PENDIDIKAN ISLAM
DALAM PANDANGAN IKHWAN AL-SAFA
Makalah ini dibuat guna memenuhi tugas mata kuliah
Filsafat Pendidikan Islam
Dosen Pengampu : Drs. H. Mangun Budiyanto, M.Si
Disusun oleh:
Abdul Muis
11470019
JURUSAN KEPENDIDIKAN ISLAM
FAKULTAS TARBIYAH DAN KEGURUAN
UNIVERSITAS ISLAM NEGERI SUNAN KALIJAGA
YOGYAKARTA
2012/2013
BAB I
PENDAHULUAN
A.
Latar
Belakang
Dalam kajian filsafat pendidikan Islam, ada beberapa tokoh muslim yang sangat
berjasa dalam pengembangan atau pembaharuan pemikiran pendidikan Islam,
khususnya dari para filosof Muslim, seperti al-Farabi, Al-Ghazali, Ibn Khaldun,
Ikhwan al-Shafa, dan lain sebagainya. Ikhwan al-Shafa adalah salah satu
organisasi yang didirikan oleh sekelompok masyarakat yang terdiri dari para
filosof. Sebagai perkumpulan atau organisasi yang bersifat rahasia, Ikhwan
al-Shafa menfokuskan perhatiannya pada bidang dakwah dan pendidikan. Organisasi
ini juga mengajarkan tentang dasar-dasar Islam yang didasarkan oleh
persaudaraan Islamiyah (ukhuwah Islamiyah), yaitu sikap yang memandang iman
seseorang muslim tidak akan sempurna kecuali ia mencintai saudaranya seperti
mencintai dirinya sendiri.
Ikhwan al-Shafa muncul setelah wafatnya al-Farabi. Kelompok ini telah
berhasil menghimpun pemikirannya dalam sebuah ensiklopedi tentang ilmu
pengetahuan dan filsafat yang dikenal dengan “Rasail Ikhwan al-Shafa”.

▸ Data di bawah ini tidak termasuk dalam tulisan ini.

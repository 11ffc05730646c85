//! API error types and handling

use axum::{
    Json,
    extract::rejection::JsonRejection,
    http::StatusCode,
    response::{IntoResponse, Response},
};
use projtrack_core::error::{Error, ErrorKind};
use serde_json::json;

/// Core error carried to the HTTP boundary
#[derive(Debug)]
pub struct ApiError(pub Error);

impl From<Error> for ApiError {
    fn from(err: Error) -> Self {
        Self(err)
    }
}

impl From<JsonRejection> for ApiError {
    fn from(rejection: JsonRejection) -> Self {
        Self(Error::validation(format!(
            "Invalid JSON body: {}",
            rejection.body_text()
        )))
    }
}

impl IntoResponse for ApiError {
    fn into_response(self) -> Response {
        let err = self.0;
        let status = StatusCode::from_u16(err.status_code())
            .unwrap_or(StatusCode::INTERNAL_SERVER_ERROR);

        if err.kind() == ErrorKind::Unhandled {
            tracing::error!(code = err.code(), error = %err, "Request failed");
        } else {
            tracing::debug!(code = err.code(), error = %err, "Request rejected");
        }

        let mut body = json!({
            "ok": false,
            "type": err.kind().as_str(),
            "message": err.to_string(),
        });
        if !err.failures().is_empty() {
            body["errors"] = json!(err.failures());
        }

        (status, Json(body)).into_response()
    }
}

/// Result type alias for API operations
pub type ApiResult<T> = Result<T, ApiError>;
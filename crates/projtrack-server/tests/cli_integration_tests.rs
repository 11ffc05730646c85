//! CLI integration tests for projtrack
//!
//! Tests the projtrack CLI commands end-to-end using assert_cmd.

use assert_cmd::Command;
use predicates::prelude::*;
use tempfile::TempDir;

/// Command isolated from the caller's configuration and API key
#[allow(deprecated)]
fn projtrack_cmd(config_dir: &TempDir) -> Command {
    let mut cmd = Command::cargo_bin("projtrack").unwrap();
    cmd.env("PROJTRACK_CONFIG_DIR", config_dir.path());
    cmd.env_remove("GEMINI_API_KEY");
    cmd.env_remove("PORT");
    cmd
}

#[test]
fn test_help() {
    let dir = TempDir::new().unwrap();
    projtrack_cmd(&dir)
        .arg("--help")
        .assert()
        .success()
        .stdout(predicate::str::contains("serve"))
        .stdout(predicate::str::contains("config"));
}

#[test]
fn test_config_list_defaults() {
    let dir = TempDir::new().unwrap();
    projtrack_cmd(&dir)
        .args(["config", "list"])
        .assert()
        .success()
        .stdout(predicate::str::contains("server.port = 3000"))
        .stdout(predicate::str::contains("summarizer.model = gemini-2.0-flash"))
        .stdout(predicate::str::contains("summarizer.api_key = (not set"));
}

#[test]
fn test_config_set_then_get() {
    let dir = TempDir::new().unwrap();

    projtrack_cmd(&dir)
        .args(["config", "set", "server.port", "8081"])
        .assert()
        .success()
        .stdout(predicate::str::contains("Set server.port = 8081"));

    assert!(dir.path().join("config.toml").exists());

    projtrack_cmd(&dir)
        .args(["config", "get", "server.port"])
        .assert()
        .success()
        .stdout("8081\n");
}

#[test]
fn test_config_api_key_is_redacted() {
    let dir = TempDir::new().unwrap();
    projtrack_cmd(&dir)
        .env("GEMINI_API_KEY", "super-secret-9876")
        .args(["config", "get", "summarizer.api_key"])
        .assert()
        .success()
        .stdout("***9876\n");
}

#[test]
fn test_config_set_api_key_fails() {
    let dir = TempDir::new().unwrap();
    projtrack_cmd(&dir)
        .args(["config", "set", "summarizer.api_key", "leaked"])
        .assert()
        .failure()
        .stderr(predicate::str::contains("GEMINI_API_KEY"));
}

#[test]
fn test_config_path_uses_config_dir_flag() {
    let dir = TempDir::new().unwrap();
    let other = TempDir::new().unwrap();
    projtrack_cmd(&dir)
        .arg("--config-dir")
        .arg(other.path())
        .args(["config", "path"])
        .assert()
        .success()
        .stdout(predicate::str::contains(
            other.path().join("config.toml").display().to_string(),
        ));
}

#[test]
fn test_doctor_reports_database() {
    let dir = TempDir::new().unwrap();
    let db_path = dir.path().join("data").join("projtrack.db");

    projtrack_cmd(&dir)
        .args(["config", "set", "database.path"])
        .arg(&db_path)
        .assert()
        .success();

    projtrack_cmd(&dir)
        .arg("doctor")
        .assert()
        .success()
        .stdout(predicate::str::contains("[OK] Database: Connected"))
        .stdout(predicate::str::contains("API Key: Not configured"));

    assert!(db_path.exists());
}
//! Storage layer - SQLite
//!
//! Provides database management, migrations and the project store.
//!
//! # Architecture
//!
//! - `database`: Connection pool management and initialization
//! - `migrations`: Schema versioning and automatic migration
//! - `project_store`: `ProjectStore` implementation over the `projects` table
//!
//! # Usage
//!
//! ```ignore
//! use projtrack_core::storage::{Database, SqliteProjectStore};
//!
//! // Create an in-memory database for testing
//! let db = Database::in_memory().await?;
//! let store = SqliteProjectStore::new(db);
//! ```

pub mod database;
pub mod migrations;
pub mod project_store;

// Re-export commonly used types
pub use database::{Database, DatabaseConfig, default_database_path};
pub use migrations::{CURRENT_VERSION, MigrationStatus, migration_status, run_migrations};
pub use project_store::SqliteProjectStore;
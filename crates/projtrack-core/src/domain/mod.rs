//! Domain layer
//!
//! Contains the core business logic and domain models.

pub mod analytics;
pub mod projects;
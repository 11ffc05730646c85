//! Status aggregation over a project snapshot

use std::collections::HashMap;

use serde::{Deserialize, Serialize};

use crate::domain::projects::{Project, ProjectStatus, normalize_status};

/// Count and share of projects for one status
#[derive(Debug, Clone, PartialEq, Serialize, Deserialize)]
pub struct StatusSummary {
    /// Canonical lowercase status
    pub status: String,
    pub count: usize,
    /// Share of all projects, rounded to two decimals
    pub percentage: f64,
}

/// Aggregate statistics used by the dashboard charts
#[derive(Debug, Clone, PartialEq, Serialize, Deserialize)]
#[serde(rename_all = "camelCase")]
pub struct GraphicsData {
    pub total_projects: usize,
    /// One entry per distinct status, in first-seen order
    pub projects_by_status: Vec<StatusSummary>,
    pub completed_projects: usize,
    pub in_progress_projects: usize,
}

impl GraphicsData {
    pub fn empty() -> Self {
        Self {
            total_projects: 0,
            projects_by_status: Vec::new(),
            completed_projects: 0,
            in_progress_projects: 0,
        }
    }

    /// Count for a status value, zero when absent
    pub fn count_for(&self, status: &str) -> usize {
        let status = normalize_status(status);
        self.projects_by_status
            .iter()
            .find(|summary| summary.status == status)
            .map_or(0, |summary| summary.count)
    }
}

/// Round a share to two decimal places, halves away from zero
pub fn percentage(count: usize, total: usize) -> f64 {
    if total == 0 {
        return 0.0;
    }
    ((count as f64 / total as f64) * 100.0 * 100.0).round() / 100.0
}

/// Group projects by normalized status and compute counts and percentages.
///
/// Status values outside the known set are reported as their own groups.
pub fn aggregate(projects: &[Project]) -> GraphicsData {
    let total = projects.len();
    if total == 0 {
        return GraphicsData::empty();
    }

    let mut order: Vec<(String, usize)> = Vec::new();
    let mut index: HashMap<String, usize> = HashMap::new();

    for project in projects {
        let status = normalize_status(&project.status);
        match index.get(&status) {
            Some(&slot) => order[slot].1 += 1,
            None => {
                index.insert(status.clone(), order.len());
                order.push((status, 1));
            }
        }
    }

    let projects_by_status: Vec<StatusSummary> = order
        .into_iter()
        .map(|(status, count)| StatusSummary {
            status,
            count,
            percentage: percentage(count, total),
        })
        .collect();

    let count_of = |status: ProjectStatus| {
        projects_by_status
            .iter()
            .find(|summary| summary.status == status.as_str())
            .map_or(0, |summary| summary.count)
    };

    GraphicsData {
        total_projects: total,
        completed_projects: count_of(ProjectStatus::Completed),
        in_progress_projects: count_of(ProjectStatus::InProgress),
        projects_by_status,
    }
}
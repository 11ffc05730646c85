//! In-memory collaborators for service tests

use std::sync::Mutex;

use async_trait::async_trait;
use chrono::{DateTime, Utc};

use crate::domain::analytics::Summarizer;
use crate::domain::projects::{NewProject, Project, ProjectChanges, ProjectStore};
use crate::error::{Error, Result};

/// Project store that keeps rows in a vector and records every call
#[derive(Default)]
pub struct FakeProjectStore {
    projects: Mutex<Vec<Project>>,
    calls: Mutex<Vec<&'static str>>,
    next_id: Mutex<u64>,
}

impl FakeProjectStore {
    fn record(&self, call: &'static str) {
        self.calls.lock().unwrap().push(call);
    }

    fn allocate_id(&self) -> String {
        let mut next = self.next_id.lock().unwrap();
        *next += 1;
        next.to_string()
    }

    /// Store operations invoked so far, in order
    pub fn calls(&self) -> Vec<&'static str> {
        self.calls.lock().unwrap().clone()
    }

    /// Insert a row directly, bypassing call recording
    pub fn seed(&self, name: &str, status: &str) -> String {
        self.insert(name, status, None)
    }

    pub fn seed_completed(&self, name: &str, end_date: DateTime<Utc>) -> String {
        self.insert(name, "completed", Some(end_date))
    }

    fn insert(&self, name: &str, status: &str, end_date: Option<DateTime<Utc>>) -> String {
        let id = self.allocate_id();
        let now = Utc::now();
        self.projects.lock().unwrap().push(Project {
            id: id.clone(),
            name: name.to_string(),
            description: format!("{} description", name),
            status: status.to_string(),
            start_date: now,
            end_date,
            created_at: now,
            updated_at: now,
        });
        id
    }
}

#[async_trait]
impl ProjectStore for FakeProjectStore {
    async fn find_all(&self) -> Result<Vec<Project>> {
        self.record("find_all");
        Ok(self.projects.lock().unwrap().clone())
    }

    async fn find_by_id(&self, id: &str) -> Result<Option<Project>> {
        self.record("find_by_id");
        Ok(self
            .projects
            .lock()
            .unwrap()
            .iter()
            .find(|p| p.id == id)
            .cloned())
    }

    async fn create(&self, project: &NewProject) -> Result<Project> {
        self.record("create");
        let now = Utc::now();
        let created = Project {
            id: self.allocate_id(),
            name: project.name.clone(),
            description: project.description.clone(),
            status: project.status.as_str().to_string(),
            start_date: project.start_date,
            end_date: project.end_date,
            created_at: now,
            updated_at: now,
        };
        self.projects.lock().unwrap().push(created.clone());
        Ok(created)
    }

    async fn update(&self, id: &str, changes: &ProjectChanges) -> Result<Project> {
        self.record("update");
        let mut projects = self.projects.lock().unwrap();
        let project = projects
            .iter_mut()
            .find(|p| p.id == id)
            .ok_or_else(|| Error::not_found("Project not found"))?;

        if let Some(name) = &changes.name {
            project.name = name.clone();
        }
        if let Some(description) = &changes.description {
            project.description = description.clone();
        }
        if let Some(status) = changes.status {
            project.status = status.as_str().to_string();
        }
        if let Some(start_date) = changes.start_date {
            project.start_date = start_date;
        }
        if let Some(end_date) = changes.end_date {
            project.end_date = end_date;
        }
        project.updated_at = Utc::now();
        Ok(project.clone())
    }

    async fn delete(&self, id: &str) -> Result<()> {
        self.record("delete");
        self.projects.lock().unwrap().retain(|p| p.id != id);
        Ok(())
    }
}

/// Summarizer returning a canned reply and remembering prompts
pub struct FakeSummarizer {
    reply: std::result::Result<String, String>,
    prompts: Mutex<Vec<String>>,
}

impl FakeSummarizer {
    pub fn replying(text: &str) -> Self {
        Self {
            reply: Ok(text.to_string()),
            prompts: Mutex::new(Vec::new()),
        }
    }

    pub fn failing(message: &str) -> Self {
        Self {
            reply: Err(message.to_string()),
            prompts: Mutex::new(Vec::new()),
        }
    }

    pub fn prompts(&self) -> Vec<String> {
        self.prompts.lock().unwrap().clone()
    }
}

#[async_trait]
impl Summarizer for FakeSummarizer {
    async fn summarize(&self, prompt: &str) -> Result<String> {
        self.prompts.lock().unwrap().push(prompt.to_string());
        self.reply.clone().map_err(Error::Summarizer)
    }
}
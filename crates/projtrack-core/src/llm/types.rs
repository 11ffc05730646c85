//! Gemini `generateContent` wire types
//!
//! Only the subset of the API used for single-turn text generation is modelled.

use serde::{Deserialize, Serialize};

/// A piece of content; text is the only part kind requested
#[derive(Debug, Clone, Default, PartialEq, Serialize, Deserialize)]
pub struct Part {
    #[serde(default, skip_serializing_if = "Option::is_none")]
    pub text: Option<String>,
}

impl Part {
    pub fn text(text: impl Into<String>) -> Self {
        Self {
            text: Some(text.into()),
        }
    }
}

/// A turn in the conversation
#[derive(Debug, Clone, Default, PartialEq, Serialize, Deserialize)]
pub struct Content {
    /// "user" or "model"; omitted on single-turn requests
    #[serde(default, skip_serializing_if = "Option::is_none")]
    pub role: Option<String>,
    #[serde(default)]
    pub parts: Vec<Part>,
}

/// Request body for `models/{model}:generateContent`
#[derive(Debug, Clone, PartialEq, Serialize)]
pub struct GenerateContentRequest {
    pub contents: Vec<Content>,
}

impl GenerateContentRequest {
    /// Single user prompt
    pub fn from_prompt(prompt: impl Into<String>) -> Self {
        Self {
            contents: vec![Content {
                role: None,
                parts: vec![Part::text(prompt)],
            }],
        }
    }
}

#[derive(Debug, Clone, Deserialize)]
#[serde(rename_all = "camelCase")]
pub struct Candidate {
    #[serde(default)]
    pub content: Option<Content>,
    #[serde(default)]
    pub finish_reason: Option<String>,
}

#[derive(Debug, Clone, Default, Deserialize)]
#[serde(rename_all = "camelCase")]
pub struct UsageMetadata {
    #[serde(default)]
    pub prompt_token_count: u32,
    #[serde(default)]
    pub candidates_token_count: u32,
    #[serde(default)]
    pub total_token_count: u32,
}

/// Response body for `generateContent`
#[derive(Debug, Clone, Deserialize)]
#[serde(rename_all = "camelCase")]
pub struct GenerateContentResponse {
    #[serde(default)]
    pub candidates: Vec<Candidate>,
    #[serde(default)]
    pub usage_metadata: Option<UsageMetadata>,
}

impl GenerateContentResponse {
    /// Concatenated text of the first candidate, if it has any
    pub fn text(&self) -> Option<String> {
        let content = self.candidates.first()?.content.as_ref()?;
        let text: String = content
            .parts
            .iter()
            .filter_map(|part| part.text.as_deref())
            .collect();

        if text.trim().is_empty() {
            None
        } else {
            Some(text)
        }
    }
}

/// Error envelope returned on non-2xx responses
#[derive(Debug, Clone, Deserialize)]
pub struct ErrorResponse {
    pub error: ErrorDetail,
}

#[derive(Debug, Clone, Deserialize)]
pub struct ErrorDetail {
    #[serde(default)]
    pub code: u16,
    #[serde(default)]
    pub message: String,
    #[serde(default)]
    pub status: Option<String>,
}
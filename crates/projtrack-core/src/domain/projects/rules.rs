//! Status / end-date consistency rule
//!
//! A completed project must carry an end date; a project in progress must not.

use chrono::{DateTime, Utc};

use super::dates::parse_datetime;
use super::entity::ProjectStatus;
use crate::error::{Error, Result};

/// Enforce the end-date rule against a raw end-date string.
///
/// An absent or empty string counts as "no end date supplied". Presence is
/// checked before format, so an in-progress project with any end date fails
/// as "not allowed" even when the value would not parse.
pub fn validate_end_date(
    status: ProjectStatus,
    raw_end_date: Option<&str>,
) -> Result<Option<DateTime<Utc>>> {
    let supplied = raw_end_date.filter(|raw| !raw.is_empty());

    check_end_date(status, supplied)?
        .map(|raw| {
            parse_datetime(raw).ok_or_else(|| Error::validation("Invalid end date format"))
        })
        .transpose()
}

/// Enforce the end-date rule on whether an end date is present
pub fn check_end_date<T>(status: ProjectStatus, end_date: Option<T>) -> Result<Option<T>> {
    match (status, end_date) {
        (ProjectStatus::Completed, Some(date)) => Ok(Some(date)),
        (ProjectStatus::Completed, None) => Err(end_date_required(status)),
        (ProjectStatus::InProgress, None) => Ok(None),
        (ProjectStatus::InProgress, Some(_)) => Err(end_date_not_allowed(status)),
    }
}

fn end_date_required(status: ProjectStatus) -> Error {
    Error::validation(format!(
        "End date is required when status is {}",
        status.label()
    ))
}

fn end_date_not_allowed(status: ProjectStatus) -> Error {
    Error::validation(format!(
        "End date is not allowed when status is {}",
        status.label()
    ))
}

#[cfg(test)]
mod tests {
    use super::*;
    use crate::error::ErrorKind;
    use chrono::Datelike;

    #[test]
    fn test_completed_with_end_date_returns_date() {
        let date = validate_end_date(ProjectStatus::Completed, Some("2025-12-31"))
            .unwrap()
            .expect("date should be returned");
        assert_eq!((date.year(), date.month(), date.day()), (2025, 12, 31));
    }

    #[test]
    fn test_completed_without_end_date_fails() {
        for raw in [None, Some("")] {
            let err = validate_end_date(ProjectStatus::Completed, raw).unwrap_err();
            assert_eq!(err.kind(), ErrorKind::Validation);
            assert_eq!(err.to_string(), "End date is required when status is Completed");
        }
    }

    #[test]
    fn test_in_progress_without_end_date_returns_none() {
        assert_eq!(validate_end_date(ProjectStatus::InProgress, None).unwrap(), None);
        assert_eq!(validate_end_date(ProjectStatus::InProgress, Some("")).unwrap(), None);
    }

    #[test]
    fn test_in_progress_with_end_date_fails() {
        let err = validate_end_date(ProjectStatus::InProgress, Some("2025-12-31")).unwrap_err();
        assert_eq!(err.kind(), ErrorKind::Validation);
        assert_eq!(err.to_string(), "End date is not allowed when status is In Progress");
    }

    #[test]
    fn test_in_progress_rejects_presence_before_format() {
        let err = validate_end_date(ProjectStatus::InProgress, Some("garbage")).unwrap_err();
        assert_eq!(err.to_string(), "End date is not allowed when status is In Progress");
    }

    #[test]
    fn test_completed_with_unparsable_end_date() {
        let err = validate_end_date(ProjectStatus::Completed, Some("garbage")).unwrap_err();
        assert_eq!(err.to_string(), "Invalid end date format");
    }

    #[test]
    fn test_check_end_date_table() {
        let date = Utc::now();
        assert_eq!(check_end_date(ProjectStatus::Completed, Some(date)).unwrap(), Some(date));
        assert!(check_end_date::<DateTime<Utc>>(ProjectStatus::Completed, None).is_err());
        assert_eq!(check_end_date::<DateTime<Utc>>(ProjectStatus::InProgress, None).unwrap(), None);
        assert!(check_end_date(ProjectStatus::InProgress, Some(date)).is_err());
    }

    #[test]
    fn test_raw_and_parsed_forms_share_messages() {
        let raw = validate_end_date(ProjectStatus::InProgress, Some("2025-12-31")).unwrap_err();
        let parsed = check_end_date(ProjectStatus::InProgress, Some(Utc::now())).unwrap_err();
        assert_eq!(raw.to_string(), parsed.to_string());

        let raw = validate_end_date(ProjectStatus::Completed, None).unwrap_err();
        let parsed = check_end_date::<DateTime<Utc>>(ProjectStatus::Completed, None).unwrap_err();
        assert_eq!(raw.to_string(), parsed.to_string());
    }
}
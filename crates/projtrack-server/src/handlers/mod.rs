//! HTTP request handlers

pub mod analytics;
pub mod health;
pub mod projects;
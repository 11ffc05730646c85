//! Application state for the API server

use std::sync::Arc;
use std::time::Instant;

use anyhow::Context;
use projtrack_core::application::{AnalyticsService, ProjectService};
use projtrack_core::config::Config;
use projtrack_core::domain::analytics::Summarizer;
use projtrack_core::llm::GeminiClient;
use projtrack_core::storage::{Database, SqliteProjectStore};

/// Application state shared across all API handlers
#[derive(Clone)]
pub struct AppState {
    pub projects: ProjectService,
    pub analytics: AnalyticsService,
    pub database: Database,
    /// Server start time for uptime calculation
    pub start_time: Instant,
}

impl AppState {
    /// Wire services over an open database
    pub fn new(database: Database, summarizer: Option<Arc<dyn Summarizer>>) -> Self {
        let store = Arc::new(SqliteProjectStore::new(database.clone()));
        Self {
            projects: ProjectService::new(store.clone()),
            analytics: AnalyticsService::new(store, summarizer),
            database,
            start_time: Instant::now(),
        }
    }

    /// Open the configured database and build the summarizer if a key is set
    pub async fn from_config(config: &Config) -> anyhow::Result<Self> {
        let database = Database::new(config.database.to_database_config()).await?;

        let summarizer: Option<Arc<dyn Summarizer>> =
            match config.summarizer.resolved_api_key()? {
                Some(key) => {
                    let client = GeminiClient::new(config.summarizer.clone(), key)
                        .context("Failed to build summarizer client")?;
                    tracing::info!(model = client.model(), "Project summaries enabled");
                    Some(Arc::new(client) as Arc<dyn Summarizer>)
                }
                None => {
                    tracing::warn!("No summarizer API key set; project analysis is disabled");
                    None
                }
            };

        Ok(Self::new(database, summarizer))
    }

    /// Get server uptime in seconds
    pub fn uptime_seconds(&self) -> u64 {
        self.start_time.elapsed().as_secs()
    }
}
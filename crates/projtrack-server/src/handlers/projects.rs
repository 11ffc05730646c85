//! Project CRUD endpoints

use axum::{
    Json,
    extract::{Path, State, rejection::JsonRejection},
    http::StatusCode,
};
use projtrack_core::application::ProjectValidator;
use projtrack_core::domain::projects::Project;
use serde_json::Value;

use crate::{error::ApiResult, state::AppState};

/// `GET /project`
pub async fn list_projects(State(state): State<AppState>) -> ApiResult<Json<Vec<Project>>> {
    Ok(Json(state.projects.list().await?))
}

/// `GET /project/:id`
pub async fn get_project(
    State(state): State<AppState>,
    Path(id): Path<String>,
) -> ApiResult<Json<Project>> {
    Ok(Json(state.projects.get_by_id(&id).await?))
}

/// `POST /project`
pub async fn create_project(
    State(state): State<AppState>,
    payload: Result<Json<Value>, JsonRejection>,
) -> ApiResult<(StatusCode, Json<Project>)> {
    let Json(body) = payload?;
    let input = ProjectValidator::check_create(&body)?;
    let project = state.projects.create(input).await?;
    Ok((StatusCode::CREATED, Json(project)))
}

/// `PUT /project/:id`
pub async fn update_project(
    State(state): State<AppState>,
    Path(id): Path<String>,
    payload: Result<Json<Value>, JsonRejection>,
) -> ApiResult<Json<Project>> {
    let Json(body) = payload?;
    let input = ProjectValidator::check_update(&body)?;
    Ok(Json(state.projects.update(&id, input).await?))
}

/// `DELETE /project/:id`; responds with the removed record
pub async fn delete_project(
    State(state): State<AppState>,
    Path(id): Path<String>,
) -> ApiResult<Json<Project>> {
    Ok(Json(state.projects.delete(&id).await?))
}
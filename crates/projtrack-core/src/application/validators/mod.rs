//! Application validators
//!
//! Input validation for application operations.

pub mod project_validator;

pub use project_validator::{ProjectValidator, Validated};
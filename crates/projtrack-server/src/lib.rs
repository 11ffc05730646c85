//! Projtrack HTTP API
//!
//! JSON endpoints for project CRUD, status statistics and per-project
//! summaries, backed by `projtrack-core`.

pub mod error;
pub mod handlers;
pub mod routes;
pub mod state;

pub use error::{ApiError, ApiResult};
pub use routes::app;
pub use state::AppState;
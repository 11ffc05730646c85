//! Project request validation
//!
//! Validates loosely typed request bodies and coerces them into typed inputs.
//! Every field is checked so that all failures can be reported at once.

use chrono::{DateTime, Utc};
use serde_json::{Map, Value};

use crate::domain::projects::{NewProject, ProjectStatus, UpdateProject, parse_datetime};
use crate::error::{Error, FieldError, Result};

/// Outcome of validating a request body
pub type Validated<T> = std::result::Result<T, Vec<FieldError>>;

/// Whether a field must be present
#[derive(Debug, Clone, Copy, PartialEq, Eq)]
enum Presence {
    Required,
    Optional,
}

/// Validator for project create/update payloads
pub struct ProjectValidator;

impl ProjectValidator {
    /// Validate a create payload
    ///
    /// Rules:
    /// - `name`, `description`: strings, non-empty after trimming
    /// - `status`: one of the known statuses, any casing
    /// - `startDate`: ISO-8601 date or date-time
    /// - `endDate`: optional, `null` accepted, otherwise a valid date-time
    pub fn validate_create(body: &Value) -> Validated<NewProject> {
        let fields = as_object(body)?;
        let mut failures = Vec::new();

        let name = text_field(fields, "name", Presence::Required, &mut failures);
        let description = text_field(fields, "description", Presence::Required, &mut failures);
        let status = status_field(fields, Presence::Required, &mut failures);
        let start_date = start_date_field(fields, Presence::Required, &mut failures);
        let end_date = end_date_field(fields, &mut failures);

        match (name, description, status, start_date) {
            (Some(name), Some(description), Some(status), Some(start_date))
                if failures.is_empty() =>
            {
                Ok(NewProject {
                    name,
                    description,
                    status,
                    start_date,
                    end_date,
                })
            }
            _ => Err(failures),
        }
    }

    /// Validate an update payload
    ///
    /// Same per-field rules as create, but every field is optional. An empty
    /// object is valid. A supplied `name` or `description` must still be
    /// non-empty after trimming.
    pub fn validate_update(body: &Value) -> Validated<UpdateProject> {
        let fields = as_object(body)?;
        let mut failures = Vec::new();

        let update = UpdateProject {
            name: text_field(fields, "name", Presence::Optional, &mut failures),
            description: text_field(fields, "description", Presence::Optional, &mut failures),
            status: status_field(fields, Presence::Optional, &mut failures),
            start_date: start_date_field(fields, Presence::Optional, &mut failures),
            end_date: end_date_field(fields, &mut failures),
        };

        if failures.is_empty() {
            Ok(update)
        } else {
            Err(failures)
        }
    }

    /// Validate a create payload, folding failures into a validation error
    pub fn check_create(body: &Value) -> Result<NewProject> {
        Self::validate_create(body).map_err(Error::invalid_fields)
    }

    /// Validate an update payload, folding failures into a validation error
    pub fn check_update(body: &Value) -> Result<UpdateProject> {
        Self::validate_update(body).map_err(Error::invalid_fields)
    }
}

fn as_object(body: &Value) -> Validated<&Map<String, Value>> {
    body.as_object()
        .ok_or_else(|| vec![FieldError::new("body", "Request body must be a JSON object")])
}

fn field_label(field: &str) -> &'static str {
    match field {
        "name" => "Name",
        "description" => "Description",
        _ => "Field",
    }
}

/// Trimmed, non-empty string field
fn text_field(
    fields: &Map<String, Value>,
    field: &str,
    presence: Presence,
    failures: &mut Vec<FieldError>,
) -> Option<String> {
    let label = field_label(field);
    match fields.get(field) {
        None => {
            if presence == Presence::Required {
                failures.push(FieldError::new(field, format!("{} is required", label)));
            }
            None
        }
        Some(Value::String(raw)) => {
            let trimmed = raw.trim();
            if trimmed.is_empty() {
                let message = match presence {
                    Presence::Required => format!("{} is required", label),
                    Presence::Optional => format!("{} cannot be empty", label),
                };
                failures.push(FieldError::new(field, message));
                None
            } else {
                Some(trimmed.to_string())
            }
        }
        Some(_) => {
            failures.push(FieldError::new(field, format!("{} must be a string", label)));
            None
        }
    }
}

fn status_field(
    fields: &Map<String, Value>,
    presence: Presence,
    failures: &mut Vec<FieldError>,
) -> Option<ProjectStatus> {
    match fields.get("status") {
        None if presence == Presence::Optional => None,
        None => {
            failures.push(FieldError::new("status", "Invalid status"));
            None
        }
        Some(Value::String(raw)) => match ProjectStatus::parse(raw) {
            Ok(status) => Some(status),
            Err(_) => {
                failures.push(FieldError::new("status", "Invalid status"));
                None
            }
        },
        Some(_) => {
            failures.push(FieldError::new("status", "Status must be a string"));
            None
        }
    }
}

fn start_date_field(
    fields: &Map<String, Value>,
    presence: Presence,
    failures: &mut Vec<FieldError>,
) -> Option<DateTime<Utc>> {
    match fields.get("startDate") {
        None if presence == Presence::Optional => None,
        value => {
            let parsed = value.and_then(Value::as_str).and_then(parse_datetime);
            if parsed.is_none() {
                failures.push(FieldError::new("startDate", "Invalid start date format"));
            }
            parsed
        }
    }
}

/// Optional end date; absent, `null` and the empty string all mean "none"
fn end_date_field(
    fields: &Map<String, Value>,
    failures: &mut Vec<FieldError>,
) -> Option<DateTime<Utc>> {
    match fields.get("endDate") {
        None | Some(Value::Null) => None,
        Some(Value::String(raw)) if raw.is_empty() => None,
        Some(value) => {
            let parsed = value.as_str().and_then(parse_datetime);
            if parsed.is_none() {
                failures.push(FieldError::new("endDate", "Invalid end date format"));
            }
            parsed
        }
    }
}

Identitas pemuka mereka tidak terang karena mereka bersama anggota mereka
memang merahasiakan diri. Sebagai kelompok rahasia, Ikhwan al-Shafa dalam
merekut anggota baru dilakukan lewat hubungan perorangan dan dilakukan oleh
orang-orang yang terpercaya.
B.
Rumusan
Masalah
1. Bagaimana
sejarah terbentuknya Ikhwan al-Safa?
2. Apa
saja karya Ikhwan al-Safa?
3. Bagaimana
konsep pendidikan Ikhwan al-Safa?
4. Bagaimana
implikasi pemikiran pendidikan Ikhwan al-Safa?
BAB II
PEMBAHASAN
A.
Sejarah
Terbentuknya Ikhwan al-Safa
Ikhwan
al-Safa berarti persaudaraan yang suci dan bersih, adalah nama sekelompok pemikir
Islam (filosof religius) yang bergerak
secara rahasia yang berasal dari sekte Syi’ah Ismailiyah yang lahir
ditengah-tengah komunitas Sunni sekitar abad ke-4 H (10 M) di Bashrah (Iraq), pada masa pemerintahan
al-Mansur, khalifah kedua pemerintahan Bani Abbas. Dari Bashrah, Ikhwan al-Safa
terus menyebar dan berkembang ke berbagai daerah seperti Iran dan Kuwait.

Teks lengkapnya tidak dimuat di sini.